Given that within this fictional world, this augmented reality internet game show has led people to break the law and risk their own lives for fame and money, I am surprised that the authorities have not even attempted to shut it down because of the danger the participants can pose to themselves as well as others. I guess we have to chalk it up as a forgotten plot-hole.
However Nerve is no longer fiction. Augmented reality has become (pardon the term) a reality. There is an augmented reality game which takes the form of an internet show like Nerve and it is called The Runner. It is airing on the website go90 as I am writing this post and is hosted by a well-known youtuber Matthew Patrick the host of Game Theory and Film Theory youtube channels. In an article it was explained that,
The Runner…is the culmination of a project [Ben] Affleck and [Matt] Damon have been working on for a decade-and-a-half. It will follow its titular runner as he attempts to traverse the United States without being caught by his fellow contestants. On social media, savvy viewers will have opportunities to interpret clues that will help them determine the runner’s current location.
But the most familiar augmented reality game is the recently released and very popular Pokémon Go. And yet within less than a month of its release it has been misused and abused, from leading people to fall off cliffs and causing car accidents to robbery and kidnapping. Granted these are extreme cases, but these outcomes were the result of playing a mobile app that digitally overlays fictional pocket monsters.

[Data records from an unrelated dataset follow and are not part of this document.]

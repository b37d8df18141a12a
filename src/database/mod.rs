//! # Database Operations
//!
//! Connection pooling and schema migrations for the PostgreSQL store.
//!
//! - [`connection`] - pool construction from [`DatabaseConfig`](crate::config::DatabaseConfig)
//! - [`migrations`] - embedded schema migrations
//!
//! ## Example Usage
//!
//! ```rust,no_run
//! use task_queue::config::DatabaseConfig;
//! use task_queue::database::DatabaseConnection;
//!
//! # async fn example() -> Result<(), Box<dyn std::error::Error>> {
//! let db = DatabaseConnection::connect(&DatabaseConfig::default()).await?;
//! assert!(db.health_check().await?);
//! # Ok(())
//! # }
//! ```

pub mod connection;
pub mod migrations;

pub use connection::DatabaseConnection;
pub use migrations::DatabaseMigrations;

If anything Nerve is trying to show how augmented reality is effecting our culture and how devastating the consequences can be. In his review of the movie on Plugged In, Bob Hoose writes that,
On one hand, we’ve come to depend upon—and even take for granted—the Internet’s almost magical ability to instantaneously provide virtually any information we’re searching for. And for those who want to leverage this medium into cyber-stardom, the World Wide Web tantalizingly tempts otherwise average folks to believe that they can become household names. All it takes is a properly placed camera, enough eyeballs watching and enough thumbs clicking a “like” button.
The problem however does not lie with technology, but rather the people using the technology. Any and every technology from a simple book to most advanced computer software can be used for evil. But it doesn’t have to be that way, because we who play have a choice to either let this technology consume us or step back remember that life is more than just a game.
This is especially true for those who profess to be Christians. We are called to use what we have for the glory God and that includes game apps. We should use the technology in a way that is pleasing to Him and not let it consume us to the point we can hurt ourselves or others whether it be physically, emotionally or spiritually. Instead we should view augmented technologies like Pokémon Go as something to enjoy from time to time as well as a tool to reach out to others.